Medial tibial stress syndrome

Medial tibial stress syndrome (MTSS), also known as shin splints, describes a spectrum of stress injury that occurs at the medial tibia. This term is often used to indicate any type of tibial stress injury or the earlier manifestations of a tibial stress lesion before a fracture component can be identified 1. It is considered a low risk stress fracture.

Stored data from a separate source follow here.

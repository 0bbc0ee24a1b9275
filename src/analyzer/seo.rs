//! SEO Optimizer - keyword usage, readability, heading structure and a 0-100 score

use super::patterns::{H1, H2, H3, HEADING, LINK, LIST_ITEM};
use super::text::{self, head_chars, round_to};
use crate::{
    KeywordAnalysis, KeywordStat, KeywordStatus, Readability, ReadabilityLevel, SeoReport,
    StructureStats,
};

/// Keyword density band (percent) considered optimal
const IDEAL_DENSITY: (f64, f64) = (1.0, 2.5);
/// Chars of the lowercased text searched for "first paragraph" placement
const FIRST_PARAGRAPH_CHARS: usize = 500;

const RECOMMENDED_WORDS: usize = 800;
const SHORT_CONTENT_WORDS: usize = 500;
const MIN_LINKS: usize = 2;
const MIN_H2: usize = 2;

const EASY_MAX_SENTENCE: f64 = 15.0;
const MODERATE_MAX_SENTENCE: f64 = 20.0;

const VERY_SHORT_PENALTY: i32 = 30;
const SHORT_PENALTY: i32 = 15;
const MISSING_KEYWORD_PENALTY: i32 = 20;
const OFF_DENSITY_PENALTY: i32 = 10;
const NOT_IN_FIRST_PARAGRAPH_PENALTY: i32 = 5;
const HIERARCHY_PENALTY: i32 = 10;
const FEW_LINKS_PENALTY: i32 = 5;

/// Analyzes finished content against a list of target keywords
pub struct SeoOptimizer;

impl SeoOptimizer {
    pub fn new() -> Self {
        Self
    }

    /// Analyze `text` for the given keywords. Never fails.
    pub fn analyze<S: AsRef<str>>(&self, text: &str, keywords: &[S]) -> SeoReport {
        let word_count = text::word_count(text);
        let keyword_analysis = analyze_keywords(text, keywords, word_count);
        let readability = analyze_readability(text, word_count);
        let structure = analyze_structure(text);

        let recommendations =
            recommendations(word_count, &keyword_analysis, &structure, &readability);
        let seo_score = seo_score(word_count, &keyword_analysis, &structure);

        SeoReport {
            word_count,
            keyword_analysis,
            readability,
            structure,
            recommendations,
            seo_score,
        }
    }
}

impl Default for SeoOptimizer {
    fn default() -> Self {
        Self::new()
    }
}

fn analyze_keywords<S: AsRef<str>>(
    text: &str,
    keywords: &[S],
    word_count: usize,
) -> KeywordAnalysis {
    let lower = text.to_lowercase();
    let first_paragraph = head_chars(&lower, FIRST_PARAGRAPH_CHARS);
    let headings: Vec<String> = HEADING
        .captures_iter(text)
        .filter_map(|caps| caps.get(1))
        .map(|m| m.as_str().to_lowercase())
        .collect();

    let mut analysis = KeywordAnalysis::default();
    for keyword in keywords {
        let keyword = keyword.as_ref();
        let needle = keyword.to_lowercase();
        let count = lower.matches(needle.as_str()).count();
        let density = if word_count > 0 {
            count as f64 / word_count as f64 * 100.0
        } else {
            0.0
        };

        analysis.push(KeywordStat {
            keyword: keyword.to_string(),
            count,
            density: round_to(density, 2),
            in_first_paragraph: first_paragraph.contains(needle.as_str()),
            in_headings: headings.iter().any(|h| h.contains(needle.as_str())),
            status: keyword_status(density, count),
        });
    }
    analysis
}

/// Judge keyword usage from the unrounded density
fn keyword_status(density: f64, count: usize) -> KeywordStatus {
    if count == 0 {
        KeywordStatus::Missing
    } else if density < IDEAL_DENSITY.0 {
        KeywordStatus::TooLow
    } else if density > IDEAL_DENSITY.1 {
        KeywordStatus::TooHigh
    } else {
        KeywordStatus::Optimal
    }
}

fn analyze_readability(text: &str, word_count: usize) -> Readability {
    let sentence_count = text::sentences(text).len();
    let average = if sentence_count > 0 {
        word_count as f64 / sentence_count as f64
    } else {
        0.0
    };

    let readability_level = if average < EASY_MAX_SENTENCE {
        ReadabilityLevel::Easy
    } else if average < MODERATE_MAX_SENTENCE {
        ReadabilityLevel::Moderate
    } else {
        ReadabilityLevel::Difficult
    };

    Readability {
        sentence_count,
        avg_sentence_length: round_to(average, 1),
        readability_level,
        paragraph_count: text::paragraph_count(text),
    }
}

fn analyze_structure(text: &str) -> StructureStats {
    let h1_count = H1.find_iter(text).count();
    let h2_count = H2.find_iter(text).count();

    StructureStats {
        h1_count,
        h2_count,
        h3_count: H3.find_iter(text).count(),
        has_lists: LIST_ITEM.is_match(text),
        link_count: LINK.find_iter(text).count(),
        has_proper_hierarchy: h1_count == 1 && h2_count >= MIN_H2,
    }
}

fn recommendations(
    word_count: usize,
    keywords: &KeywordAnalysis,
    structure: &StructureStats,
    readability: &Readability,
) -> Vec<String> {
    let mut out = Vec::new();

    if word_count < RECOMMENDED_WORDS {
        out.push(
            "Content is too short. Aim for at least 800 words for better SEO.".to_string(),
        );
    }

    for stat in keywords.iter() {
        let k = &stat.keyword;
        match stat.status {
            KeywordStatus::Missing => {
                out.push(format!("Keyword '{}' is not present. Add it naturally.", k))
            }
            KeywordStatus::TooLow => out.push(format!(
                "Keyword '{}' density is too low. Use it more frequently.",
                k
            )),
            KeywordStatus::TooHigh => out.push(format!(
                "Keyword '{}' density is too high. Reduce usage to avoid keyword stuffing.",
                k
            )),
            KeywordStatus::Optimal => {}
        }
        if !stat.in_first_paragraph {
            out.push(format!("Include '{}' in the first paragraph.", k));
        }
        if !stat.in_headings {
            out.push(format!("Use '{}' in at least one heading.", k));
        }
    }

    if structure.h1_count == 0 {
        out.push("Add an H1 heading (title).".to_string());
    } else if structure.h1_count > 1 {
        out.push("Use only one H1 heading.".to_string());
    }
    if structure.h2_count < MIN_H2 {
        out.push("Add more H2 subheadings to improve structure.".to_string());
    }
    if !structure.has_lists {
        out.push("Consider adding bullet points or lists for better readability.".to_string());
    }
    if structure.link_count < MIN_LINKS {
        out.push("Add internal and external links to improve SEO.".to_string());
    }

    if readability.readability_level == ReadabilityLevel::Difficult {
        out.push("Simplify sentence structure for better readability.".to_string());
    }

    out
}

fn seo_score(word_count: usize, keywords: &KeywordAnalysis, structure: &StructureStats) -> u8 {
    let mut score: i32 = 100;

    if word_count < SHORT_CONTENT_WORDS {
        score -= VERY_SHORT_PENALTY;
    } else if word_count < RECOMMENDED_WORDS {
        score -= SHORT_PENALTY;
    }

    for stat in keywords.iter() {
        match stat.status {
            KeywordStatus::Missing => score -= MISSING_KEYWORD_PENALTY,
            KeywordStatus::TooLow | KeywordStatus::TooHigh => score -= OFF_DENSITY_PENALTY,
            KeywordStatus::Optimal => {}
        }
        if !stat.in_first_paragraph {
            score -= NOT_IN_FIRST_PARAGRAPH_PENALTY;
        }
    }

    if !structure.has_proper_hierarchy {
        score -= HIERARCHY_PENALTY;
    }
    if structure.link_count < MIN_LINKS {
        score -= FEW_LINKS_PENALTY;
    }

    score.clamp(0, 100) as u8
}

#[cfg(test)]
mod tests {
    use super::*;

    fn analyze(text: &str, keywords: &[&str]) -> SeoReport {
        SeoOptimizer::new().analyze(text, keywords)
    }

    /// A well-formed article of `words` words with the keyword at 2% density
    fn article(words: usize) -> String {
        let mut text = String::from(
            "# Rust tips\n\n## Setup\n\n## Usage\n\n- one\n- two\n\nSee [a](/a) and [b](/b).\n\n",
        );
        let header_words = text::word_count(&text);
        let mut body = Vec::new();
        for i in 0..words.saturating_sub(header_words) {
            body.push(if i % 50 == 0 { "rust" } else { "word" });
        }
        text.push_str(&body.join(" "));
        text.push('.');
        text
    }

    #[test]
    fn test_keyword_stuffing_example() {
        let report = analyze(
            "# Title\n\nAI is transforming marketing. AI AI AI AI AI AI AI AI.",
            &["AI"],
        );
        let stat = report.keyword_analysis.get("AI").unwrap();
        assert_eq!(report.word_count, 13);
        assert_eq!(stat.count, 9);
        assert_eq!(stat.density, 69.23);
        assert_eq!(stat.status, KeywordStatus::TooHigh);
        assert!(stat.in_first_paragraph);
        assert!(!stat.in_headings);
        assert!(!report.structure.has_proper_hierarchy);
        assert_eq!(report.structure.h1_count, 1);
        // 100 - 30 short - 10 density - 10 hierarchy - 5 links
        assert_eq!(report.seo_score, 45);
        assert_eq!(
            report.recommendations,
            vec![
                "Content is too short. Aim for at least 800 words for better SEO.",
                "Keyword 'AI' density is too high. Reduce usage to avoid keyword stuffing.",
                "Use 'AI' in at least one heading.",
                "Add more H2 subheadings to improve structure.",
                "Consider adding bullet points or lists for better readability.",
                "Add internal and external links to improve SEO.",
            ]
        );
    }

    #[test]
    fn test_empty_text() {
        let report = analyze("", &[]);
        assert_eq!(report.word_count, 0);
        assert!(report.keyword_analysis.is_empty());
        assert_eq!(report.readability.sentence_count, 0);
        assert_eq!(report.readability.avg_sentence_length, 0.0);
        assert_eq!(report.readability.readability_level, ReadabilityLevel::Easy);
        assert_eq!(report.readability.paragraph_count, 1);
        assert_eq!(report.seo_score, 55);
        assert_eq!(report.recommendations.len(), 5);
        assert_eq!(report.recommendations[1], "Add an H1 heading (title).");
    }

    #[test]
    fn test_missing_keyword_with_no_words() {
        let report = analyze("", &["rust"]);
        let stat = report.keyword_analysis.get("rust").unwrap();
        assert_eq!(stat.count, 0);
        assert_eq!(stat.density, 0.0);
        assert_eq!(stat.status, KeywordStatus::Missing);
        // 55 - 20 missing - 5 first paragraph
        assert_eq!(report.seo_score, 30);
        assert!(report
            .recommendations
            .contains(&"Keyword 'rust' is not present. Add it naturally.".to_string()));
        assert!(report
            .recommendations
            .contains(&"Include 'rust' in the first paragraph.".to_string()));
    }

    #[test]
    fn test_well_formed_article_scores_full_marks() {
        let text = article(1000);
        let report = analyze(&text, &["Rust"]);
        let stat = report.keyword_analysis.get("Rust").unwrap();
        assert_eq!(stat.status, KeywordStatus::Optimal);
        assert!(stat.in_headings);
        assert!(report.structure.has_proper_hierarchy);
        assert!(report.structure.has_lists);
        assert_eq!(report.structure.link_count, 2);
        assert_eq!(report.seo_score, 100);
        assert!(report
            .recommendations
            .contains(&"Simplify sentence structure for better readability.".to_string()));
    }

    #[test]
    fn test_too_low_density() {
        let text = format!("rust {}", "word ".repeat(199));
        let report = analyze(&text, &["rust"]);
        let stat = report.keyword_analysis.get("rust").unwrap();
        assert_eq!(stat.density, 0.5);
        assert_eq!(stat.status, KeywordStatus::TooLow);
    }

    #[test]
    fn test_density_rounds_ties_to_even() {
        // 1 in 32 words is 3.125%
        let text = format!("rust{}", " word".repeat(31));
        let report = analyze(&text, &["rust"]);
        assert_eq!(report.word_count, 32);
        let stat = report.keyword_analysis.get("rust").unwrap();
        assert_eq!(stat.density, 3.12);
        assert_eq!(stat.status, KeywordStatus::TooHigh);
    }

    #[test]
    fn test_avg_sentence_length_rounds_ties_to_even() {
        // 9 words over 4 sentences is 2.25
        let report = analyze("a b. c d. e f. g h i.", &["a"]);
        assert_eq!(report.readability.sentence_count, 4);
        assert_eq!(report.readability.avg_sentence_length, 2.2);
    }

    #[test]
    fn test_density_boundaries_are_inclusive() {
        // 1 in 100 words is exactly 1.0%
        let text = format!("rust {}", "word ".repeat(99));
        let report = analyze(&text, &["rust"]);
        assert_eq!(
            report.keyword_analysis.get("rust").unwrap().status,
            KeywordStatus::Optimal
        );

        // 1 in 40 words is exactly 2.5%
        let text = format!("rust {}", "word ".repeat(39));
        let report = analyze(&text, &["rust"]);
        assert_eq!(
            report.keyword_analysis.get("rust").unwrap().status,
            KeywordStatus::Optimal
        );
    }

    #[test]
    fn test_keyword_counting_is_substring_based() {
        let report = analyze("She said it again.", &["ai"]);
        assert_eq!(report.keyword_analysis.get("ai").unwrap().count, 2);
    }

    #[test]
    fn test_keyword_outside_first_paragraph_window() {
        let text = format!("{} rust", "a".repeat(600));
        let report = analyze(&text, &["rust"]);
        assert!(!report.keyword_analysis.get("rust").unwrap().in_first_paragraph);
    }

    #[test]
    fn test_duplicate_keywords_collapse() {
        let report = analyze("rust and go", &["rust", "go", "rust"]);
        assert_eq!(report.keyword_analysis.len(), 2);
        let names: Vec<_> = report
            .keyword_analysis
            .iter()
            .map(|s| s.keyword.as_str())
            .collect();
        assert_eq!(names, vec!["rust", "go"]);
    }

    #[test]
    fn test_multiple_h1_recommendation() {
        let report = analyze("# One\n# Two\n## A\n## B", &[]);
        assert_eq!(report.structure.h1_count, 2);
        assert!(!report.structure.has_proper_hierarchy);
        assert!(report
            .recommendations
            .contains(&"Use only one H1 heading.".to_string()));
    }

    #[test]
    fn test_readability_levels() {
        let moderate = format!("{}.", "word ".repeat(17));
        assert_eq!(
            analyze(&moderate, &[]).readability.readability_level,
            ReadabilityLevel::Moderate
        );
        let difficult = format!("{}.", "word ".repeat(20));
        assert_eq!(
            analyze(&difficult, &[]).readability.readability_level,
            ReadabilityLevel::Difficult
        );
    }

    #[test]
    fn test_score_is_clamped_at_zero() {
        let keywords = ["a", "b", "c", "d", "e"];
        let report = analyze("nothing here", &keywords[..]);
        assert_eq!(report.seo_score, 0);
    }

    #[test]
    fn test_serialization_shape() {
        let report = analyze("# Title\n\nRust rocks.", &["rust"]);
        let json = serde_json::to_value(&report).unwrap();
        assert_eq!(json["keyword_analysis"]["rust"]["status"], "too_high");
        assert_eq!(json["readability"]["readability_level"], "easy");
        assert!(json["structure"]["has_proper_hierarchy"].is_boolean());
        assert!(json["keyword_analysis"]["rust"].get("keyword").is_none());
    }
}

Typically occurs in athletes (e.g. runners/jumpers) and is characterized by localized pain that occurs during exercise at the medial surface of the distal two-thirds of the tibial shaft.

A "one-leg hop test" is a functional test, that can be used to distinguish between MTSS and a stress fracture: a patient with MTSS can hop at least 10 times on the affected leg where a patient with a stress fracture cannot hop without severe pain 2.

CT is not particularly sensitive (~40%) 3. It may reveal mild osteopenia as an early sign of fatigue damage of cortical bone in tibial diaphysis 3,4.

May show focal hyperechoic elevation of the periosteum with irregularity over the distal tibia and increased flow on Doppler interrogation. 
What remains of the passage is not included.